About this task
Each line from the opening of the records that follow to the line with "value. Chunks are" needs to be written out exactly. Add nothing.

Data in this exercise
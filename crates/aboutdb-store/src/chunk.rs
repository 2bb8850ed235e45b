//! Append-only chunk arena.
//!
//! A [`ChunkSet`] starts with one chunk and appends a fresh chunk of the same
//! capacity whenever the current one cannot hold the next value. Chunks are
//! addressed by their position in the set.

use aboutdb_types::{Pointer, ScalarKind};
use tracing::{debug, warn};

use crate::error::{StoreError, StoreResult};

/// Default chunk capacity in bytes (128 KiB).
pub const DEFAULT_CHUNK_CAPACITY: usize = 2 << 16;

/// A fixed-capacity byte arena with a monotonically increasing write cursor.
pub struct Chunk {
    id: usize,
    data: Vec<u8>,
    cursor: usize,
}

impl Chunk {
    fn new(id: usize, capacity: usize) -> Self {
        Self {
            id,
            data: vec![0u8; capacity],
            cursor: 0,
        }
    }

    pub fn id(&self) -> usize {
        self.id
    }

    pub fn capacity(&self) -> usize {
        self.data.len()
    }

    /// Number of bytes written so far.
    pub fn cursor(&self) -> usize {
        self.cursor
    }

    /// Bytes still available for appending.
    pub fn remaining(&self) -> usize {
        self.capacity() - self.cursor
    }

    fn append(&mut self, bytes: &[u8]) -> usize {
        let start = self.cursor;
        let end = start + bytes.len();
        self.data[start..end].copy_from_slice(bytes);
        self.cursor = end;
        start
    }

    fn slice(&self, offset: usize, length: usize) -> Option<&[u8]> {
        let end = offset.checked_add(length)?;
        if end > self.cursor {
            return None;
        }
        Some(&self.data[offset..end])
    }
}

impl std::fmt::Debug for Chunk {
    fn fmt(&self, f: &mut std::fmt::Formatter<'_>) -> std::fmt::Result {
        f.debug_struct("Chunk")
            .field("id", &self.id)
            .field("capacity", &self.capacity())
            .field("cursor", &self.cursor)
            .finish()
    }
}

/// Growable, append-only collection of equally sized chunks.
#[derive(Debug)]
pub struct ChunkSet {
    chunks: Vec<Chunk>,
    capacity: usize,
}

impl ChunkSet {
    /// Create a set holding one empty chunk of `capacity` bytes.
    pub fn new(capacity: usize) -> Self {
        Self {
            chunks: vec![Chunk::new(0, capacity)],
            capacity,
        }
    }

    /// Capacity of every chunk in the set.
    pub fn capacity(&self) -> usize {
        self.capacity
    }

    /// Number of chunks allocated so far. Never zero.
    pub fn len(&self) -> usize {
        self.chunks.len()
    }

    pub fn is_empty(&self) -> bool {
        self.chunks.is_empty()
    }

    pub fn get(&self, id: usize) -> Option<&Chunk> {
        self.chunks.get(id)
    }

    /// Total bytes appended across all chunks, live or not.
    pub fn bytes_used(&self) -> usize {
        self.chunks.iter().map(Chunk::cursor).sum()
    }

    /// Check that a value of `len` bytes can ever be stored.
    pub fn check_fits(&self, len: usize) -> StoreResult<()> {
        if len > self.capacity {
            return Err(StoreError::ValueTooLarge {
                len,
                capacity: self.capacity,
            });
        }
        Ok(())
    }

    /// Append `bytes` and return a pointer to them.
    ///
    /// Writes into the current chunk when it has room, otherwise opens a new
    /// chunk first. A value longer than one chunk's capacity is
    /// [`StoreError::ValueTooLarge`].
    pub fn allocate(&mut self, kind: ScalarKind, bytes: &[u8]) -> StoreResult<Pointer> {
        self.check_fits(bytes.len())?;

        let mut current = self.chunks.len() - 1;
        if self.chunks[current].remaining() < bytes.len() {
            current = self.chunks.len();
            warn!(chunk = current, capacity = self.capacity, "chunk full, opening new chunk");
            self.chunks.push(Chunk::new(current, self.capacity));
        }

        let chunk = &mut self.chunks[current];
        let offset = chunk.append(bytes);
        let pointer = Pointer::new(chunk.id(), kind, offset, bytes.len());
        debug!(%pointer, "allocated");
        Ok(pointer)
    }

    /// Read exactly the bytes a pointer covers.
    pub fn read(&self, pointer: &Pointer) -> StoreResult<&[u8]> {
        let chunk = self
            .chunks
            .get(pointer.chunk)
            .ok_or_else(|| StoreError::CorruptPointer {
                pointer: *pointer,
                reason: format!("chunk {} does not exist", pointer.chunk),
            })?;
        chunk
            .slice(pointer.offset, pointer.length)
            .ok_or_else(|| StoreError::CorruptPointer {
                pointer: *pointer,
                reason: format!(
                    "range {}..{} outside written region of {} bytes",
                    pointer.offset,
                    pointer.end(),
                    chunk.cursor()
                ),
            })
    }
}

impl Default for ChunkSet {
    fn default() -> Self {
        Self::new(DEFAULT_CHUNK_CAPACITY)
    }
}
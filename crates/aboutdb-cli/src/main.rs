use clap::Parser;

mod cli;
mod commands;
mod script;

fn main() -> anyhow::Result<()> {
    let cli = cli::Cli::parse();
    let level = if cli.verbose {
        tracing::Level::DEBUG
    } else {
        tracing::Level::WARN
    };
    tracing_subscriber::fmt()
        .with_max_level(level)
        .with_writer(std::io::stderr)
        .init();
    commands::run_command(cli)
}
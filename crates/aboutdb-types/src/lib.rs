//! Foundation types for AboutDB.
//!
//! Every other AboutDB crate depends on `aboutdb-types`. The types here
//! describe values as the caller sees them and locations as the register
//! records them; no crate-level behavior lives here.
//!
//! # Key Types
//!
//! - [`Scalar`] / [`ScalarKind`] -- a single text or integer value and its type tag
//! - [`FieldValue`] -- what a caller writes: one scalar or an ordered list of them
//! - [`Pointer`] -- (chunk, kind, offset, length) address of encoded bytes
//! - [`Location`] -- what the register holds per field: pointer(s) or a reference
//! - [`ResolvedValue`] / [`Document`] -- what a read returns

pub mod error;
pub mod location;
pub mod value;

pub use error::TypeError;
pub use location::{Location, Pointer};
pub use value::{Document, FieldValue, ResolvedValue, Scalar, ScalarKind, ID_FIELD, SCHEMA_FIELD};
use aboutdb_types::Pointer;

/// Errors from primary storage operations.
#[derive(Debug, thiserror::Error)]
pub enum StoreError {
    /// The codec cannot encode or decode the value.
    #[error("unsupported type: {0}")]
    UnsupportedType(String),

    /// The encoded value is larger than a whole chunk.
    #[error("value of {len} bytes exceeds chunk capacity of {capacity} bytes")]
    ValueTooLarge { len: usize, capacity: usize },

    /// A pointer references bytes outside its chunk.
    #[error("corrupt pointer {pointer}: {reason}")]
    CorruptPointer { pointer: Pointer, reason: String },

    /// The identity has no register entries.
    #[error("object not found: {0}")]
    NotFound(String),

    /// The identity exists but has no such field.
    #[error("field not found: {identity}::{field}")]
    FieldNotFound { identity: String, field: String },
}

/// Result alias for store operations.
pub type StoreResult<T> = Result<T, StoreError>;
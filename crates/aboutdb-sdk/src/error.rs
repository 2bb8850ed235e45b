use aboutdb_index::IndexError;
use aboutdb_store::StoreError;
use thiserror::Error;

#[derive(Debug, Error)]
pub enum SdkError {
    #[error("store error: {0}")]
    Store(#[from] StoreError),

    #[error("index error: {0}")]
    Index(#[from] IndexError),

    /// Link resolution revisited an object or exceeded the depth limit.
    #[error("cyclic reference: {}", path.join(" -> "))]
    CyclicReference { path: Vec<String> },

    #[error("field {0:?} is reserved")]
    ReservedField(String),

    #[error("configuration error: {0}")]
    Config(String),
}

pub type SdkResult<T> = Result<T, SdkError>;

/// Failure category, independent of the layer that raised it.
#[derive(Clone, Copy, Debug, PartialEq, Eq, Hash)]
pub enum ErrorKind {
    UnsupportedType,
    ValueTooLarge,
    CorruptPointer,
    NotFound,
    DuplicateIndex,
    InvalidIndexName,
    IndexValueTypeMismatch,
    CyclicReference,
    ReservedField,
    Backend,
    Config,
}

impl SdkError {
    pub fn kind(&self) -> ErrorKind {
        match self {
            Self::Store(e) => match e {
                StoreError::UnsupportedType(_) => ErrorKind::UnsupportedType,
                StoreError::ValueTooLarge { .. } => ErrorKind::ValueTooLarge,
                StoreError::CorruptPointer { .. } => ErrorKind::CorruptPointer,
                StoreError::NotFound(_) | StoreError::FieldNotFound { .. } => ErrorKind::NotFound,
            },
            Self::Index(e) => match e {
                IndexError::DuplicateIndex(_) => ErrorKind::DuplicateIndex,
                IndexError::InvalidIndexName(_) => ErrorKind::InvalidIndexName,
                IndexError::IndexValueTypeMismatch { .. } => ErrorKind::IndexValueTypeMismatch,
                IndexError::UnknownTable(_) | IndexError::Backend(_) => ErrorKind::Backend,
            },
            Self::CyclicReference { .. } => ErrorKind::CyclicReference,
            Self::ReservedField(_) => ErrorKind::ReservedField,
            Self::Config(_) => ErrorKind::Config,
        }
    }
}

Response below
filename crates/aboutdb-store/src/chunk.rs
repository 2bb8850ed235e45b
//! Append-only chunk arena.
//!
//! A [`ChunkSet`] starts with one chunk and appends a fresh chunk of the same
//! capacity whenever the current one cannot hold the next value. Chunks are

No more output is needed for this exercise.